Metanoldeki hidrojen , otomobilin seyri sırasında ayrıştırılıp yakıt pillerine veriliyordu. Yakıt
olarak benzin ve dizel de düşünülmüş ama bunların verimleri düşük olduğundan metanol
yeğlenmiş. Metanolün yakıt olarak kullanılmasının bir çok üstünlükleri var. Metanol de tıpkı
benzin gibi oda sıcaklığında sıvı bir maddedir. Yani benzin istasyonlarında önemli bir
değişikliğe gidilmeden kolaylıkla satılabilir. Taşıtlarda metanol için gereken yakıt deposu
hidrojeninkinden çok daha küçük ve hafiftir. NECAR III bir depo (40 litre) metanolle 400 km
gidebiliyor. Daha önceki modeller gibi NECAR III’ün de egsoz borusundan yalnızca su
buharı çıkıyor. Otomobil çok sessiz ilerliyor. İçindeyken bir konpresörün hafif mırıltısı
duyuluyor; dışırıdansa hiç ses duyulmuyor.

Öyle görünüyor ki 21. Yüzyılda dünya dengeleri petrol üzerine değilde yeni ve temiz
bir enerji kaynağı olan hidrojen üzerine kurulacak. Dünyanın en büyük petrol şirketleri,
otomobil üreticileri ve elektrik şirketleri hidrojenden elektriği en verimli biçimde üretecek
yakıt pillerini geliştirmeye çalışıyor. Gelişmelere bakılırsa iki binli yıllara yakıt pilli taşıtları
kullanarak gireceğiz. Yüzyılın ortalarına doğra da evlerimizde, işyerlerimizde kullandığımız
elektrik yine yakıt pilli santrallerde üretiliyor olacaktır. [28,34]

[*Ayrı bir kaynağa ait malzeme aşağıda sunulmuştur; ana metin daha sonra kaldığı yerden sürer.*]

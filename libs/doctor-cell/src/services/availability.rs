use std::collections::{BTreeSet, HashSet};
use std::sync::Arc;

use chrono::NaiveDate;
use tracing::{debug, info};
use uuid::Uuid;

use shared_database::{ChangeFeed, ClinicStore, StoreError};
use shared_models::clinic::{AppointmentFilter, UnavailabilityEntry};
use shared_models::events::{RecordChange, Table};

use crate::models::AvailabilityError;
use crate::services::slots::{catalog_position, is_catalog_slot, slot_catalog};

/// Catalog slots not present in `blocked` or `booked`, in catalog order.
pub fn resolve_slots(blocked: &HashSet<String>, booked: &HashSet<String>) -> Vec<String> {
    slot_catalog()
        .iter()
        .filter(|slot| !blocked.contains(**slot) && !booked.contains(**slot))
        .map(|slot| slot.to_string())
        .collect()
}

/// Union of `existing` and `added`, deduplicated and in catalog order.
pub fn merge_blocked_times(existing: &[String], added: &[String]) -> Vec<String> {
    let mut merged: Vec<String> = existing
        .iter()
        .chain(added.iter())
        .cloned()
        .collect::<HashSet<_>>()
        .into_iter()
        .collect();
    merged.sort_by_key(|slot| catalog_position(slot));
    merged
}

pub struct AvailabilityService {
    store: Arc<dyn ClinicStore>,
    feed: ChangeFeed,
}

impl AvailabilityService {
    pub fn new(store: Arc<dyn ClinicStore>, feed: ChangeFeed) -> Self {
        Self { store, feed }
    }

    /// Free slots for a doctor on a date.
    ///
    /// Returns an empty list when either the doctor or the date has not been
    /// chosen yet. `exclude_appointment_id` leaves that appointment's own slot
    /// free so a reschedule can keep it.
    pub async fn available_slots(
        &self,
        doctor_id: Option<Uuid>,
        date: Option<NaiveDate>,
        exclude_appointment_id: Option<Uuid>,
    ) -> Result<Vec<String>, AvailabilityError> {
        let (doctor_id, date) = match (doctor_id, date) {
            (Some(doctor_id), Some(date)) => (doctor_id, date),
            _ => return Ok(Vec::new()),
        };

        debug!("Resolving available slots for doctor {} on {}", doctor_id, date);
        self.ensure_doctor(doctor_id).await?;

        let blocked = self.blocked_slots(doctor_id, date).await?;
        let booked = self.booked_slots(doctor_id, date, exclude_appointment_id).await?;
        let available = resolve_slots(&blocked, &booked);

        debug!(
            "Doctor {} on {}: {} blocked, {} booked, {} available",
            doctor_id,
            date,
            blocked.len(),
            booked.len(),
            available.len()
        );
        Ok(available)
    }

    pub async fn is_available(
        &self,
        doctor_id: Uuid,
        date: NaiveDate,
        time_slot: &str,
        exclude_appointment_id: Option<Uuid>,
    ) -> Result<bool, AvailabilityError> {
        let available = self
            .available_slots(Some(doctor_id), Some(date), exclude_appointment_id)
            .await?;
        Ok(available.iter().any(|slot| slot == time_slot))
    }

    /// Blocks `times` on every date in `dates`, merging with what is already
    /// blocked. An empty `times` blocks the whole catalog.
    pub async fn set_unavailable(
        &self,
        doctor_id: Uuid,
        dates: &[NaiveDate],
        times: &[String],
    ) -> Result<Vec<UnavailabilityEntry>, AvailabilityError> {
        if dates.is_empty() {
            return Err(AvailabilityError::NoDates);
        }
        if let Some(unknown) = times.iter().find(|t| !is_catalog_slot(t)) {
            return Err(AvailabilityError::UnknownTimeSlot(unknown.clone()));
        }
        self.ensure_doctor(doctor_id).await?;

        let to_block: Vec<String> = if times.is_empty() {
            slot_catalog().iter().map(|slot| slot.to_string()).collect()
        } else {
            times.to_vec()
        };

        let unique_dates: BTreeSet<NaiveDate> = dates.iter().copied().collect();
        let mut entries = Vec::with_capacity(unique_dates.len());

        for date in unique_dates {
            let existing = self.store.get_unavailability(doctor_id, date).await?;
            let replaces_existing = existing.is_some();
            let entry = match existing {
                Some(current) => UnavailabilityEntry {
                    times: merge_blocked_times(&current.times, &to_block),
                    ..current
                },
                None => UnavailabilityEntry {
                    id: Uuid::new_v4(),
                    doctor_id,
                    date,
                    times: merge_blocked_times(&[], &to_block),
                },
            };

            // The store keeps the id of a row written concurrently for the same
            // date, so events carry the id it returns.
            let saved = self.store.upsert_unavailability(entry).await?;
            self.feed.publish(if replaces_existing {
                RecordChange::updated(Table::Unavailability, saved.id)
            } else {
                RecordChange::inserted(Table::Unavailability, saved.id)
            });
            entries.push(saved);
        }

        info!("Doctor {} blocked time on {} date(s)", doctor_id, entries.len());
        Ok(entries)
    }

    async fn ensure_doctor(&self, doctor_id: Uuid) -> Result<(), AvailabilityError> {
        match self.store.get_doctor(doctor_id).await {
            Ok(_) => Ok(()),
            Err(StoreError::NotFound { .. }) => Err(AvailabilityError::DoctorNotFound(doctor_id)),
            Err(e) => Err(e.into()),
        }
    }

    async fn blocked_slots(&self, doctor_id: Uuid, date: NaiveDate) -> Result<HashSet<String>, AvailabilityError> {
        let entry = self.store.get_unavailability(doctor_id, date).await?;
        Ok(entry.map(|e| e.times.into_iter().collect()).unwrap_or_default())
    }

    async fn booked_slots(
        &self,
        doctor_id: Uuid,
        date: NaiveDate,
        exclude_appointment_id: Option<Uuid>,
    ) -> Result<HashSet<String>, AvailabilityError> {
        let appointments = self
            .store
            .list_appointments(&AppointmentFilter::for_doctor_on(doctor_id, date))
            .await?;

        Ok(appointments
            .into_iter()
            .filter(|a| a.status.holds_slot())
            .filter(|a| Some(a.id) != exclude_appointment_id)
            .map(|a| a.time_slot)
            .collect())
    }
}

Necar I ve Necar II yakıt olarak doğrudan hidrojeni kullanıyorlardı. Yakıt deposunun


ve öteki aygıtların büyüklüğü nedeniyle bu taşıtlar minibüs tipindeydi. Ancak Necar III’te
yakıt olarak metanolün kullanılması yakıt deposunu çok küçülttü. Donanımın geri kalanındaki
küçülme sonucunda da günümüz otomobillerniden hiçbir farkı olmayan bir elektrikli otomobil
ortaya çıktı. [27]
Necar 4 Hamburg’da verilen 1999 Uluslararası Yılın motor ödülünü, en iyi motor fikri
olarak aldı. Engine Technology International dergisinin editörü Graham Johnson, sonucun
yakıt pili teknolojisinin arabalarda geleceğin yakıt sistemi olduğunu gösterdiğini söyledi.
Necar 4 Mercedes – Benz’in A serisi baz alınırak yapılmış ve sıvı hidrojen ile çalışan
bir arabasıdır. Yakıt pili hidrojen ve oksijeni reaksiyona sokarak arabanın gitmesi için gerekli
elektriği üretiyor. Necar 4 sıfır emisyona sahip ve bir tank yakıtla 280 mil (450 km)
gidebiliyor. Araç 90 mph (145 km/s) hıza ulaşabiliyor ve 5 kişi taşıyabiliyor. Necar 4’ün bir
önceki modeli Nacar 130 mph hıza ulaşabiliyordu. Daimler Chrysler 2004 yılında aracı az
miktarda da olsa seri üretim olarak üretmeyi düşünüyor. Şirket 2004 yılına kadar 11.4 milyon
doları yakıt pili teknolojisinin geliştirilmesine harcamayı düşünüyor.
Daimler Chrysler’in başkanı Bob Eaton, teknolojik engellerin aşıldığını, gelecek
adımın aracın fiyatının ödenebilir bir düzeye çekmek olduğunu söylüyor. Firma bugüne kadar
5 tane yakıt pili prototipi üretmiş bulunuyor.
Necar 4, aracın arkasında bulunan ve termosa benzeyen cryogenic silindirde saklanan
sıvı hidrojen ile çalışmaktadır. Yakıt daha sonra (proton değişim zarlı yakıt hücresi)(Proton
Exchange Membrane Fuell Cell) PEMFC’in içerisinde platinyum kaplı zar hidrojeni proton
ve elektronlarına ayrılır, daha sonra bunlar oksijenle birleştirilerek su oluşturulur. Su
oluşturulurken, elektron ve protonlar, negatif ve pozitif terminaller meydana getirir ve elektrik
üretilmiş olur. Arabanın diğer bir özelliği de normal arabalarda daha sessiz çalışmasıdır.